WORK ITEM ::
In the entries below, the lines from the one with "state[b] = (state[b] ^ state[c]).rotate_left(7);" through the one with "for (word, chunk)" are to be copied exactly; both ends count.

*** Opening of RECORDS ***

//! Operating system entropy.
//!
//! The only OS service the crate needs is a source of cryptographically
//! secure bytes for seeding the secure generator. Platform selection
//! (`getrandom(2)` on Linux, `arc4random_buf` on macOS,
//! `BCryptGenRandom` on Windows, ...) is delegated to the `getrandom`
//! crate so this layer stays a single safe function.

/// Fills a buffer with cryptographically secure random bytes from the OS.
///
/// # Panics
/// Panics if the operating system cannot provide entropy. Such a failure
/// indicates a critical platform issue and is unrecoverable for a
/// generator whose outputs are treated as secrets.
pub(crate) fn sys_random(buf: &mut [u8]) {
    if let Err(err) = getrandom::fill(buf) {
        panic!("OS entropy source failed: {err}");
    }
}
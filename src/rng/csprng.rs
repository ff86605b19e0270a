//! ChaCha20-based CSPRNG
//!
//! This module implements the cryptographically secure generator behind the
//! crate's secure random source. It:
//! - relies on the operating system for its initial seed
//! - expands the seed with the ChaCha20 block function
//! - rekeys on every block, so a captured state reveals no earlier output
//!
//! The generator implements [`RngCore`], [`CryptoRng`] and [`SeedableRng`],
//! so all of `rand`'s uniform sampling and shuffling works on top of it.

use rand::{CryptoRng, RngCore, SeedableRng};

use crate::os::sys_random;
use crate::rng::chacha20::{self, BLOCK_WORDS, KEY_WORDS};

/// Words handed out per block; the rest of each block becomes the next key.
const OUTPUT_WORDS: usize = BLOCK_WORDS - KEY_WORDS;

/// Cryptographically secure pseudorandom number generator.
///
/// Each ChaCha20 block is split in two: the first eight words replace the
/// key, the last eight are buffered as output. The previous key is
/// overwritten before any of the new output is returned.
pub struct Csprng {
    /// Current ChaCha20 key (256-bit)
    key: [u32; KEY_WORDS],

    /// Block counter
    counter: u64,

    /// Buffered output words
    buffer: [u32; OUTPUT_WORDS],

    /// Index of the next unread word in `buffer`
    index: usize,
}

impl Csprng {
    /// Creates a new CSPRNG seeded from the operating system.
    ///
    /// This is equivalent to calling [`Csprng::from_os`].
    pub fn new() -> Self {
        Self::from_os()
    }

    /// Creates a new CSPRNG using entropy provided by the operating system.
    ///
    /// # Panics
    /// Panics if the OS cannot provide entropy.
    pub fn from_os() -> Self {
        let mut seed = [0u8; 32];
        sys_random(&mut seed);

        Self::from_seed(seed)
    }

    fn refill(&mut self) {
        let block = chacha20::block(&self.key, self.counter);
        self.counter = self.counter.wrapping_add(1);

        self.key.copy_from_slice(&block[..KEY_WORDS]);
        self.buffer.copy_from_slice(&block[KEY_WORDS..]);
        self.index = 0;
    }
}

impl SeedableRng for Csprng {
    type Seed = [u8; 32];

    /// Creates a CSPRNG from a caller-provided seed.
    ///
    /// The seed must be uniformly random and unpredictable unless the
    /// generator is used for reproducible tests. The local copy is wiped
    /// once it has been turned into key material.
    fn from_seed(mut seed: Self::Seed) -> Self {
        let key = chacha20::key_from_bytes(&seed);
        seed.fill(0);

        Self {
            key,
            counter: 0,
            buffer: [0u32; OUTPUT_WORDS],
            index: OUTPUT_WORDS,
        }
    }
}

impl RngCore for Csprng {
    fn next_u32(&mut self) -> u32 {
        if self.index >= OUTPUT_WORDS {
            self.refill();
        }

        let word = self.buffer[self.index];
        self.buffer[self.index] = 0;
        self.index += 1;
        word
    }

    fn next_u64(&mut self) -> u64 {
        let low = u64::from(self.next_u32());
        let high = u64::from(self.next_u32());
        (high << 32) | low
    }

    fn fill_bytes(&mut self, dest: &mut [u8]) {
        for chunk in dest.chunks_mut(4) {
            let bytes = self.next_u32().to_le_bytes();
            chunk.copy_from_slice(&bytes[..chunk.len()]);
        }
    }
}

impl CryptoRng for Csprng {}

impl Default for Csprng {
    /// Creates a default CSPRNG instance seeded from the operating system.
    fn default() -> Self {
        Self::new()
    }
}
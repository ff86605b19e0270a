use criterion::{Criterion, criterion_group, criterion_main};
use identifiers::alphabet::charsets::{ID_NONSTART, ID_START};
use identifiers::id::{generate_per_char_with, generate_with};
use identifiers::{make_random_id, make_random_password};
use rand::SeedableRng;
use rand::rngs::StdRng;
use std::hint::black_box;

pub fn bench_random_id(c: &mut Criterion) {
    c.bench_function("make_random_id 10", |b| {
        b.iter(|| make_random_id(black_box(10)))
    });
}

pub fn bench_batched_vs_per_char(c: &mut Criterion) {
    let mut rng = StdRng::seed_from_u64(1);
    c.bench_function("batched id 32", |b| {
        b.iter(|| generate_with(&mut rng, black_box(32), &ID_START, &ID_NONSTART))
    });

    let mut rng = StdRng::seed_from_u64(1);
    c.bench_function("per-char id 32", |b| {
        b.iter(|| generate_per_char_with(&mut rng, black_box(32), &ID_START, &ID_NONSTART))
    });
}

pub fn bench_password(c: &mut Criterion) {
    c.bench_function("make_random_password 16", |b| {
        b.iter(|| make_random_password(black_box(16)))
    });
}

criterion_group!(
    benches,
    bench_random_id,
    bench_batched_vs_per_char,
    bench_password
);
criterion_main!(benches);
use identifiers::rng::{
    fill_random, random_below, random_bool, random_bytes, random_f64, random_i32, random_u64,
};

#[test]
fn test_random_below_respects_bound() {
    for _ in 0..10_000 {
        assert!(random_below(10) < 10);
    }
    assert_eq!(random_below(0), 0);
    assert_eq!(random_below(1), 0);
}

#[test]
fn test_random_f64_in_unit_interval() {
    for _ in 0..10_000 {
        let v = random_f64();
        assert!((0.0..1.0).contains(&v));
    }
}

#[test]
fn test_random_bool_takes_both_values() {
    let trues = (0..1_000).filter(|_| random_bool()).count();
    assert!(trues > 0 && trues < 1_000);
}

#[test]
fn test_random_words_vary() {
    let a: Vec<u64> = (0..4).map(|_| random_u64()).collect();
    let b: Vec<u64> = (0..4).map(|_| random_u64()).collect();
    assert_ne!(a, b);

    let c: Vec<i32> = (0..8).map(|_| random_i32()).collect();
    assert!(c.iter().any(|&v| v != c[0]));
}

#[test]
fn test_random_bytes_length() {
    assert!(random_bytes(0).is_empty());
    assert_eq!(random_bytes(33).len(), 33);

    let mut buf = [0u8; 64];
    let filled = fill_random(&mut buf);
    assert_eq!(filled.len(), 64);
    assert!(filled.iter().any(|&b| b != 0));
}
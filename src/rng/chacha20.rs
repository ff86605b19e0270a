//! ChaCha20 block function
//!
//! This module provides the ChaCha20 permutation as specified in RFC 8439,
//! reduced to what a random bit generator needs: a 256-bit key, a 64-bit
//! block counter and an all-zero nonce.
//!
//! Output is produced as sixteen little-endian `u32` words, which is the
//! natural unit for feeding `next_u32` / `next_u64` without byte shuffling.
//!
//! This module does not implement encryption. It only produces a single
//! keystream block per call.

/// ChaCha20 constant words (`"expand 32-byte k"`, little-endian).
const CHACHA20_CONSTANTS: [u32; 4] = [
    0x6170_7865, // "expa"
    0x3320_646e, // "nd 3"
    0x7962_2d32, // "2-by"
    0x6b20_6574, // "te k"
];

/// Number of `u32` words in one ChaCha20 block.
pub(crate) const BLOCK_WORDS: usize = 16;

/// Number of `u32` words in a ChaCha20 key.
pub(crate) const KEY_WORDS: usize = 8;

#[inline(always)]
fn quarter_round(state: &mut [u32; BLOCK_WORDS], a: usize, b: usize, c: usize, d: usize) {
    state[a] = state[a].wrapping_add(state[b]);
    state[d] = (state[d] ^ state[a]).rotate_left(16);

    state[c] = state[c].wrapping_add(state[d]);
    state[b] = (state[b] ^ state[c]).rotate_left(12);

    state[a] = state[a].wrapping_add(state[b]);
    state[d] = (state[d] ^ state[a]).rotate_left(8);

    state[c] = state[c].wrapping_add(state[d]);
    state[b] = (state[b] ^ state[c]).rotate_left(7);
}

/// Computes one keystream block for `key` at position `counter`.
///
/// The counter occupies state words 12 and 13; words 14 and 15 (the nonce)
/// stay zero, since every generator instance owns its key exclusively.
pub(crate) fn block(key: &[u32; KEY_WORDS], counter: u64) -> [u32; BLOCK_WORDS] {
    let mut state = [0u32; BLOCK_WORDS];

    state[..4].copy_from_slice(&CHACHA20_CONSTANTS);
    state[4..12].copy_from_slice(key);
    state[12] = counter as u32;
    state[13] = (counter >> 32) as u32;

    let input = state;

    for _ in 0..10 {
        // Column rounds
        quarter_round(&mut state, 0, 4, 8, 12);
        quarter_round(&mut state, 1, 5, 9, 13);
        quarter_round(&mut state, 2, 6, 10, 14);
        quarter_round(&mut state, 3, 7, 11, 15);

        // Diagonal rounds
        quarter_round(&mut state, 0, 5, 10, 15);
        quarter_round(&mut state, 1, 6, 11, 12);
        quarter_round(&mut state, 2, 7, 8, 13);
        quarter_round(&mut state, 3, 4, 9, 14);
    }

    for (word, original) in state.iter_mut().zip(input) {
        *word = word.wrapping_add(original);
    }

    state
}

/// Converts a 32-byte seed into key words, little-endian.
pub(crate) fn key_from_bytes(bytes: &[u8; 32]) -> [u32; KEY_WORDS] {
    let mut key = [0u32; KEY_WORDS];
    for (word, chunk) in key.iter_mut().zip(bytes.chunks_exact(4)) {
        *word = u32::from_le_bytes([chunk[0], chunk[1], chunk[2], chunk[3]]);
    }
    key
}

*** Close of RECORDS ***

TASK RESPONSE ::
    state[b] = (state[b] ^ state[c]).rotate_left(7);
}

/// Computes one keystream block for `key` at position `counter`.
///
/// The counter occupies state words 12 and 13; words 14 and 15 (the nonce)
/// stay zero, since every generator instance owns its key exclusively.
pub(crate) fn block(key: &[u32; KEY_WORDS], counter: u64) -> [u32; BLOCK_WORDS] {
    let mut state = [0u32; BLOCK_WORDS];

    state[..4].copy_from_slice(&CHACHA20_CONSTANTS);
    state[4..12].copy_from_slice(key);
    state[12] = counter as u32;
    state[13] = (counter >> 32) as u32;

    let input = state;

    for _ in 0..10 {
        // Column rounds
        quarter_round(&mut state, 0, 4, 8, 12);
        quarter_round(&mut state, 1, 5, 9, 13);
        quarter_round(&mut state, 2, 6, 10, 14);
        quarter_round(&mut state, 3, 7, 11, 15);

        // Diagonal rounds
        quarter_round(&mut state, 0, 5, 10, 15);
        quarter_round(&mut state, 1, 6, 11, 12);
        quarter_round(&mut state, 2, 7, 8, 13);
        quarter_round(&mut state, 3, 4, 9, 14);
    }

    for (word, original) in state.iter_mut().zip(input) {
        *word = word.wrapping_add(original);
    }

    state
}

/// Converts a 32-byte seed into key words, little-endian.
pub(crate) fn key_from_bytes(bytes: &[u8; 32]) -> [u32; KEY_WORDS] {
    let mut key = [0u32; KEY_WORDS];
    for (word, chunk) in key.iter_mut().zip(bytes.chunks_exact(4)) {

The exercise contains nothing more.